**What is required**
Note every line in the entries that contains the string "sprite", and copy it.

**Extracted data**
'''

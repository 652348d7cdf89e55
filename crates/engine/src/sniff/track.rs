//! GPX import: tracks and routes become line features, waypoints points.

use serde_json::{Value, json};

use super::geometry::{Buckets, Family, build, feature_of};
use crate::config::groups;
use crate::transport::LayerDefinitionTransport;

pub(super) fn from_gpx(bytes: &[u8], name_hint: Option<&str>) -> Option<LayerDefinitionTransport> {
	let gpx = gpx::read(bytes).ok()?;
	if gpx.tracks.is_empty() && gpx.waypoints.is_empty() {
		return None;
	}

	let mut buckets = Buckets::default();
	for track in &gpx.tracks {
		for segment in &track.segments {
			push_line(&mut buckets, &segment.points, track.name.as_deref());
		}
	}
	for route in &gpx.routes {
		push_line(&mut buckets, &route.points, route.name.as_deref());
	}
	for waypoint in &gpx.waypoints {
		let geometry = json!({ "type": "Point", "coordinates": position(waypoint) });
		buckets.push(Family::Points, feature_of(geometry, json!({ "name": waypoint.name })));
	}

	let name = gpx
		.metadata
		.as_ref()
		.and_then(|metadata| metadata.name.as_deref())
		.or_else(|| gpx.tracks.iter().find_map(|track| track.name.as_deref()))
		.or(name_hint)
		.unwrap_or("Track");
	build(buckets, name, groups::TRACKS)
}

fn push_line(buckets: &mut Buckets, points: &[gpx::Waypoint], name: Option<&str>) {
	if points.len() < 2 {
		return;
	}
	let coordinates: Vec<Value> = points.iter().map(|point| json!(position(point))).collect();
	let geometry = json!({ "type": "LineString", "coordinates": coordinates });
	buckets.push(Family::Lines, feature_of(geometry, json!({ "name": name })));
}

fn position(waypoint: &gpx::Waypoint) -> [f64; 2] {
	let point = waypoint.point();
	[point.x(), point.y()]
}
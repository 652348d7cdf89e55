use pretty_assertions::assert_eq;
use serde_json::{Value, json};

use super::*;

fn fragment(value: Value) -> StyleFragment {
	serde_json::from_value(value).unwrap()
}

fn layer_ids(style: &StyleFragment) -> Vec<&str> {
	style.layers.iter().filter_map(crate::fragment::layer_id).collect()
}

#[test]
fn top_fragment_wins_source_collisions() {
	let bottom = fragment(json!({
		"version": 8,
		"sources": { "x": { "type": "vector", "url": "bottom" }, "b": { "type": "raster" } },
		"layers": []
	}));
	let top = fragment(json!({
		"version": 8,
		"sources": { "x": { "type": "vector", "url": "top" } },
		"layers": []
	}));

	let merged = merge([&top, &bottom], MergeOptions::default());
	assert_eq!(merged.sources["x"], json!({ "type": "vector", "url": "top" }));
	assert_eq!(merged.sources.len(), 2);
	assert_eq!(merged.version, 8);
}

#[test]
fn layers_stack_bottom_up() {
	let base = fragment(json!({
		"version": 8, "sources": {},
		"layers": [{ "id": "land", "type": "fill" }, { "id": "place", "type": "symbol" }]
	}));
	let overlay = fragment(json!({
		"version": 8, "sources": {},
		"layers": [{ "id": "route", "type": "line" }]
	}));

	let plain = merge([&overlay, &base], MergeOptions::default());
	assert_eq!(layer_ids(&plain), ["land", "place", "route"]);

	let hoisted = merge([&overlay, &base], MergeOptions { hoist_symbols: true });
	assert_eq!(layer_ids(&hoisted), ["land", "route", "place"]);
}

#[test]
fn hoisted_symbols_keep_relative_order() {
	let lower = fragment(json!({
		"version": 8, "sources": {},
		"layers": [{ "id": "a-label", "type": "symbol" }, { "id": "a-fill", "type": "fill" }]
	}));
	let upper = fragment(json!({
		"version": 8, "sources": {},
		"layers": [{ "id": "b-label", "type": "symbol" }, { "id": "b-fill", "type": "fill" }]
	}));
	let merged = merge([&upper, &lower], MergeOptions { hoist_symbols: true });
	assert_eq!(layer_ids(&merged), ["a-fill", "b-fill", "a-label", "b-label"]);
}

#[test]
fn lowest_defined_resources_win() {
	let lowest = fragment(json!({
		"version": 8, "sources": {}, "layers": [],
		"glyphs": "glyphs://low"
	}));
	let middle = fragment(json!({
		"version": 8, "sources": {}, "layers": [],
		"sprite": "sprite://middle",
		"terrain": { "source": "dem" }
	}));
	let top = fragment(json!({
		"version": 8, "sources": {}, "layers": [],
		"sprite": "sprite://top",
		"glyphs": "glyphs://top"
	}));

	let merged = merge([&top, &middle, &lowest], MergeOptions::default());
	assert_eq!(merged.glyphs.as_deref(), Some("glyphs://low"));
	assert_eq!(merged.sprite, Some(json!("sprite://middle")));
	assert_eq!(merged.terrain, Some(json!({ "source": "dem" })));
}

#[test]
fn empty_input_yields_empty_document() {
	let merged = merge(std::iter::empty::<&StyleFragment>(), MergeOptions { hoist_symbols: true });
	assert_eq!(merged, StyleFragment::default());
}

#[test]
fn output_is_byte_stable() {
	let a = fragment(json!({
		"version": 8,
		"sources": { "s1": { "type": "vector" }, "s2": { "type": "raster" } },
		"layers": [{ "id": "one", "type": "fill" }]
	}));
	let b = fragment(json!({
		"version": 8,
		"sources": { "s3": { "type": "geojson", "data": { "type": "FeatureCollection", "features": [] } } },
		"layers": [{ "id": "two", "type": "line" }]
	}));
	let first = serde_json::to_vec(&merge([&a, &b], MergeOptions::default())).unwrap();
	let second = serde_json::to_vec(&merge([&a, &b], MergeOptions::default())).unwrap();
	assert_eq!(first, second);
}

'''
'''

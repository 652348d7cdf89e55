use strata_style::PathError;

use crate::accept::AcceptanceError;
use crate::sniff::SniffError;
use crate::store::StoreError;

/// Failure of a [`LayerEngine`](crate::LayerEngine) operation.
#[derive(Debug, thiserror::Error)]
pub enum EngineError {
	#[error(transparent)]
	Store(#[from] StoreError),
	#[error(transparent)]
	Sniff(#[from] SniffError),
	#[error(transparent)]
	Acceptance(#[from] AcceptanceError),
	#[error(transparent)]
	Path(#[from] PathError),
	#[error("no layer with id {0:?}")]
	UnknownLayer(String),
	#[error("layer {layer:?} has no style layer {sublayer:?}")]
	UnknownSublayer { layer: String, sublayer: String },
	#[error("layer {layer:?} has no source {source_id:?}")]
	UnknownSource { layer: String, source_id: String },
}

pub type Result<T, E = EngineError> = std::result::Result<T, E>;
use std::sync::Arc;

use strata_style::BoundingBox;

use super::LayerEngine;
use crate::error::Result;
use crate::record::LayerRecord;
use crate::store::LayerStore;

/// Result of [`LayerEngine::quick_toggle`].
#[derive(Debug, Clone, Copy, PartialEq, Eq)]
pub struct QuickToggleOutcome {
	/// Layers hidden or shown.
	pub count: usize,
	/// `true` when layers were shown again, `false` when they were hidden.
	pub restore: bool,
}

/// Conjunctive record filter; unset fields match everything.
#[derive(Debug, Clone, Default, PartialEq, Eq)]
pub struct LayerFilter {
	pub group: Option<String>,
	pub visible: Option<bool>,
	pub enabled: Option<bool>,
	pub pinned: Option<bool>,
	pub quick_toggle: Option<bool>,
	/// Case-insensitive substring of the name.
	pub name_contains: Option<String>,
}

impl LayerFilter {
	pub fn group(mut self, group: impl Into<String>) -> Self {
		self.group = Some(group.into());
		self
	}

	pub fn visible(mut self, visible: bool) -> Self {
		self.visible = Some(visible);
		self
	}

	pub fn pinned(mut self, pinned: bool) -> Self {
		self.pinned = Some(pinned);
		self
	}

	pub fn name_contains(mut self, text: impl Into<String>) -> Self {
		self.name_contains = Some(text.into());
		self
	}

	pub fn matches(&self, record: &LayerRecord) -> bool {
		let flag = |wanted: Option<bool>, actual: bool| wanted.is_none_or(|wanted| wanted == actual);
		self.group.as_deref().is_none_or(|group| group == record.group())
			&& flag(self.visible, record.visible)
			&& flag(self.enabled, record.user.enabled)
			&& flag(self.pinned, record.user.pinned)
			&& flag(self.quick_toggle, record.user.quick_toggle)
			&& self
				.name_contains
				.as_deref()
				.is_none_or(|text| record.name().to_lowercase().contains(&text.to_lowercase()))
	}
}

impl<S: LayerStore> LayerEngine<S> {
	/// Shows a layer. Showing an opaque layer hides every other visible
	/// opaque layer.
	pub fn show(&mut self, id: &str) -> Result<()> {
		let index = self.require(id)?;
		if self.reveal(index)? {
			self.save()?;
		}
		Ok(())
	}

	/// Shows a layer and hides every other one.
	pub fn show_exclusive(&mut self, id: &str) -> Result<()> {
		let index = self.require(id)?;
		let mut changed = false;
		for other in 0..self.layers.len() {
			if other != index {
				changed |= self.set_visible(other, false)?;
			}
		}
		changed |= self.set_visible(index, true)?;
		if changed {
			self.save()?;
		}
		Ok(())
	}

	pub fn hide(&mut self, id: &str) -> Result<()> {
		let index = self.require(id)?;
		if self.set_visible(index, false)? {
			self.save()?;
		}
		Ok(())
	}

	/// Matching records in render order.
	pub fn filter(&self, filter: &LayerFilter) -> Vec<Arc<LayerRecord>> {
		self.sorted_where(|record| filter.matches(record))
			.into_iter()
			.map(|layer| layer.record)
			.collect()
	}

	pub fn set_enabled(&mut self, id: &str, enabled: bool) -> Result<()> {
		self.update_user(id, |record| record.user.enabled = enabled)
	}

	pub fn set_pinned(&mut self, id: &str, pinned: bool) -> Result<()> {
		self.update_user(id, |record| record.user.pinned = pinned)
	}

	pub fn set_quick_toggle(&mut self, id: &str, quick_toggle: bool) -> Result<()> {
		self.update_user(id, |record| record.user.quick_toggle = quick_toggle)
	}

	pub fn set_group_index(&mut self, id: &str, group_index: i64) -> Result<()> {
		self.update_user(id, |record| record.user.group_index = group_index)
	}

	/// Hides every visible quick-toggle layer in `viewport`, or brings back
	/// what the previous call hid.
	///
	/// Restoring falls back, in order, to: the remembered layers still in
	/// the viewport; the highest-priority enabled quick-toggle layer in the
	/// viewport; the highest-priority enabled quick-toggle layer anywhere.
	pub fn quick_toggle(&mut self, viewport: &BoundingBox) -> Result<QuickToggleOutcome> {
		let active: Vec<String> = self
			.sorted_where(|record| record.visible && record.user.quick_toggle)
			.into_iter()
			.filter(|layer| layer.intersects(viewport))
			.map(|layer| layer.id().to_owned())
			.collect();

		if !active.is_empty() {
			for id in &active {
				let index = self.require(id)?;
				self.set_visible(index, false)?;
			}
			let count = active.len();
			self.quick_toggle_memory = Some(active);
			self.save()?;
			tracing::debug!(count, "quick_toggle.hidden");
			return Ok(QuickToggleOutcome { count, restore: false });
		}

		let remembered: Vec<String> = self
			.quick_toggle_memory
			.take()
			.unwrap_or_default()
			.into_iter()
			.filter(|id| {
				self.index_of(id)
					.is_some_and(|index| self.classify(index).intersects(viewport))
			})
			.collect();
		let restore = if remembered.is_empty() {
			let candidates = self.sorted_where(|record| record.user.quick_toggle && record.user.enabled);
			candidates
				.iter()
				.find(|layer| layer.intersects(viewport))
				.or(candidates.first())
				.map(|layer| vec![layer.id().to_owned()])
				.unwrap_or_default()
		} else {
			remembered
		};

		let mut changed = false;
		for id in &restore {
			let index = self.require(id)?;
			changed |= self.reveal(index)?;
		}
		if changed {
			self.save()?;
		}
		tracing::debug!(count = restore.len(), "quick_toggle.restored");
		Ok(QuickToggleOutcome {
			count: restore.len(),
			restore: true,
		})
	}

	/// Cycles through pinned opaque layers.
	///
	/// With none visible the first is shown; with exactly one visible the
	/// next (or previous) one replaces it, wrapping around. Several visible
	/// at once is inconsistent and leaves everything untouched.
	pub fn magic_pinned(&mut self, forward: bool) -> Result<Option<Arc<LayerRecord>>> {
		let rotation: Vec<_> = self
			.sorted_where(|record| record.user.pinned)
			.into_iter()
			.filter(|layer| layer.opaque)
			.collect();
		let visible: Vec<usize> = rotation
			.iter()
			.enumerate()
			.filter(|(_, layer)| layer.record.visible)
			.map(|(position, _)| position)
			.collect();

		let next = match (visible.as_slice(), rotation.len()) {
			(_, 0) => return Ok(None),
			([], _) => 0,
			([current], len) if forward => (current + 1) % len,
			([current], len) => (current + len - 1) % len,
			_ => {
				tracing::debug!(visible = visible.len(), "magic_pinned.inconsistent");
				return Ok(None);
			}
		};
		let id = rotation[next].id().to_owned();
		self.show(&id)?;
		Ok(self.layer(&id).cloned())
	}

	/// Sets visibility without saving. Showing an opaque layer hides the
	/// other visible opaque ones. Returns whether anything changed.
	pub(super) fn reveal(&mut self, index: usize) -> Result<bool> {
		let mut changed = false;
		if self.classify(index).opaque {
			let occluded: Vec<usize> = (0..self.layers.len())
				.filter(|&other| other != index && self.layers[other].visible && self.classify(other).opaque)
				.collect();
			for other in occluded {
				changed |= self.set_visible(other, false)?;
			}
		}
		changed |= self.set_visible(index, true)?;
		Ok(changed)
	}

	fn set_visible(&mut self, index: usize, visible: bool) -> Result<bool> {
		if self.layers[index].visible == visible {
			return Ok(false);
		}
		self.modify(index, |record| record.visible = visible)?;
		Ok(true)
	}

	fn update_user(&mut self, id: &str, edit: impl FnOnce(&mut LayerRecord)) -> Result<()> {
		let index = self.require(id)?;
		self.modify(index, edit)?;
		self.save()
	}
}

'''
'''

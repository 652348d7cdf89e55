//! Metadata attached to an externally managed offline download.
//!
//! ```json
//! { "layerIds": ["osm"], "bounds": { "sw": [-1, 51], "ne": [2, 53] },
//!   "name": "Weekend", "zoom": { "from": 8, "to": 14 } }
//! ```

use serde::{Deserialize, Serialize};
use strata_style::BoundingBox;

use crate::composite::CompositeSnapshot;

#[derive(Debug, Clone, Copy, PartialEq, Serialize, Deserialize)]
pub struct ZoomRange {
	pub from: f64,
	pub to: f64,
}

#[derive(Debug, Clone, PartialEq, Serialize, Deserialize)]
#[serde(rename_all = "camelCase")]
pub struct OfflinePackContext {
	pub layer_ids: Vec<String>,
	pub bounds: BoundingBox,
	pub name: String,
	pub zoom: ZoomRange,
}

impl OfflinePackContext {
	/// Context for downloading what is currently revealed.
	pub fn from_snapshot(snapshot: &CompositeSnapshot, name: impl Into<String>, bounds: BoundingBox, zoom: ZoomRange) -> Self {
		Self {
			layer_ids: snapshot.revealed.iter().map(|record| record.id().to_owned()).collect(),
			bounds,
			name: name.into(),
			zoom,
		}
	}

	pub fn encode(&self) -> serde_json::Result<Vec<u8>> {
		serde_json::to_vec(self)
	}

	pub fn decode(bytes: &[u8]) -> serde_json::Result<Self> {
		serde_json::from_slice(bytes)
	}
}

'''

**Solution below**
		"sprite": "sprite://middle",
		"sprite": "sprite://top",
	assert_eq!(merged.sprite, Some(json!("sprite://middle")));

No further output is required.